Start of INFORMATION SHOWN

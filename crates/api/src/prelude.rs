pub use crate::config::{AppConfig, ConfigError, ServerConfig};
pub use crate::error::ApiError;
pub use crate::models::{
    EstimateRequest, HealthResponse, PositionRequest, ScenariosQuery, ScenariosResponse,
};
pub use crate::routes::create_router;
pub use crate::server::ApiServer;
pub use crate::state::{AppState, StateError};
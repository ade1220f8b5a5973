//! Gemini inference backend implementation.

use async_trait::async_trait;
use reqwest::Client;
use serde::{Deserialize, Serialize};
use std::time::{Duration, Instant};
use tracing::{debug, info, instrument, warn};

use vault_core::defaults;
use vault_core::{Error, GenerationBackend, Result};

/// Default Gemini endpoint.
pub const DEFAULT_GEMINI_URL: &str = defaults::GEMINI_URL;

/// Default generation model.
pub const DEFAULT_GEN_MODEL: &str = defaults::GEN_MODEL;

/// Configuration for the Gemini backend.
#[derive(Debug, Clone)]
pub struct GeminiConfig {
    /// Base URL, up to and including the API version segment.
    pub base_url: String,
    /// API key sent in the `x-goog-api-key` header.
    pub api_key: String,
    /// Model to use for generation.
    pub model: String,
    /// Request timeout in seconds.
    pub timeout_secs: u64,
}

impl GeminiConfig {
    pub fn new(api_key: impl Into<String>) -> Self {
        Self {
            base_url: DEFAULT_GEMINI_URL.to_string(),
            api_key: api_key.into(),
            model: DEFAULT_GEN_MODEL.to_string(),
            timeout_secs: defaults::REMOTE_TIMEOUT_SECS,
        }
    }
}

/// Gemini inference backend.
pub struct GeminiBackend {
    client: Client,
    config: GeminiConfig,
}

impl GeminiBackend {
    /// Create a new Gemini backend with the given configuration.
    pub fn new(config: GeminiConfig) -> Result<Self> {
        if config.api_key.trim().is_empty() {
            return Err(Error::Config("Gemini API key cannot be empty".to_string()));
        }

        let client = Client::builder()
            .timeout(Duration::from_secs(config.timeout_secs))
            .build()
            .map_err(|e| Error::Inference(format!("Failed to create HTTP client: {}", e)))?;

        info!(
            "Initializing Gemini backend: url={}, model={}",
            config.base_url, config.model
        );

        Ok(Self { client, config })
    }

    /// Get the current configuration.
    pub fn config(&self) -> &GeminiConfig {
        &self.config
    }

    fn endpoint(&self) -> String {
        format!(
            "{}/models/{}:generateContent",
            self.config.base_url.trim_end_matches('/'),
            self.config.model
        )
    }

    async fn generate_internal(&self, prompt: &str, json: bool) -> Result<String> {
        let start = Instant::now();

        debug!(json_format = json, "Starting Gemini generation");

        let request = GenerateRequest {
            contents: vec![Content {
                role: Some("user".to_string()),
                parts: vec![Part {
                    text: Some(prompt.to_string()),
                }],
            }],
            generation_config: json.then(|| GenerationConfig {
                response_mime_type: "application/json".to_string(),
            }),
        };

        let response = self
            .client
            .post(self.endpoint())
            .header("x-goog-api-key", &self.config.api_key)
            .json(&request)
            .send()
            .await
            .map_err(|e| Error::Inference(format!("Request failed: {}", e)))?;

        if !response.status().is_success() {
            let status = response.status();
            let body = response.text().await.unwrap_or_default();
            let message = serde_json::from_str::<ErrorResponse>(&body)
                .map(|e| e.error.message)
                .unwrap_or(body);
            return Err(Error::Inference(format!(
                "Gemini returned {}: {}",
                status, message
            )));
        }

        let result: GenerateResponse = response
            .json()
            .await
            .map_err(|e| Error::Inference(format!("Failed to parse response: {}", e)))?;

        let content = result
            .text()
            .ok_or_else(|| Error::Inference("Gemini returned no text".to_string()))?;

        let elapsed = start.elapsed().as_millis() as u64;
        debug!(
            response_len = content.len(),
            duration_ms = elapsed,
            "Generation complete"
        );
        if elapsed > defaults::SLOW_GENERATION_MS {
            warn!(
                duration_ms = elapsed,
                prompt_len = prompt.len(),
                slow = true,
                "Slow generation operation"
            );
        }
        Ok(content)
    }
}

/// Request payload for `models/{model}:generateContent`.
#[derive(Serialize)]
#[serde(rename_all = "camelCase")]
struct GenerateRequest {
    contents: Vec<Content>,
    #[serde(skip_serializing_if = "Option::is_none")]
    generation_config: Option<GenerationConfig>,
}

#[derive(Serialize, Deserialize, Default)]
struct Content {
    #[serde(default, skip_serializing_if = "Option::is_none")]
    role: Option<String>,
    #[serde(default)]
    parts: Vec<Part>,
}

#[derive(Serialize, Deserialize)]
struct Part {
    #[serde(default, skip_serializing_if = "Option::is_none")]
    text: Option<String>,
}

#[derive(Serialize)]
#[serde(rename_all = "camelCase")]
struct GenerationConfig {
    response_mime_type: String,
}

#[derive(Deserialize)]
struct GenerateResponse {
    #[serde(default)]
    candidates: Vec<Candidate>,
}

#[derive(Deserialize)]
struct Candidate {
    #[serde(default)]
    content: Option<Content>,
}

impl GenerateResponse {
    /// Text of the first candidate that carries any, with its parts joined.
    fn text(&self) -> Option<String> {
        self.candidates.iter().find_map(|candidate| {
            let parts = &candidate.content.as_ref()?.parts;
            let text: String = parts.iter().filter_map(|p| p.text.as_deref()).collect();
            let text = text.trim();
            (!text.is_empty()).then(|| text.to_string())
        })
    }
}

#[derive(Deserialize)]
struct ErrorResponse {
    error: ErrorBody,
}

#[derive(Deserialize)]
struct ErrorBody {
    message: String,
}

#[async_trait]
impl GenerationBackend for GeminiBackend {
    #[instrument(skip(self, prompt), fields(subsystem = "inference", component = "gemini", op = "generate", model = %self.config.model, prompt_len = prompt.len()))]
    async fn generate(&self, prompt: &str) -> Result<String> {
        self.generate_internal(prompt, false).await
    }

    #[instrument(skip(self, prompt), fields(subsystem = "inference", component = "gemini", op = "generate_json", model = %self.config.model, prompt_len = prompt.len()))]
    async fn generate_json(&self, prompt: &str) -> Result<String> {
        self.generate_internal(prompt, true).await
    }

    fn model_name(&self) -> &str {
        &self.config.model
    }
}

End of INFORMATION SHOWN

* [EXERCISE DIRECTIONS]:
Word for word, restate the lines above from the line containing "use reqwest::Client;" through the line containing "Default Gemini endpoint.", with both included and nothing else.

* [SOLUTION BELOW]:
use reqwest::Client;
use serde::{Deserialize, Serialize};
use std::time::{Duration, Instant};
use tracing::{debug, info, instrument, warn};

use vault_core::defaults;
use vault_core::{Error, GenerationBackend, Result};

/// Default Gemini endpoint.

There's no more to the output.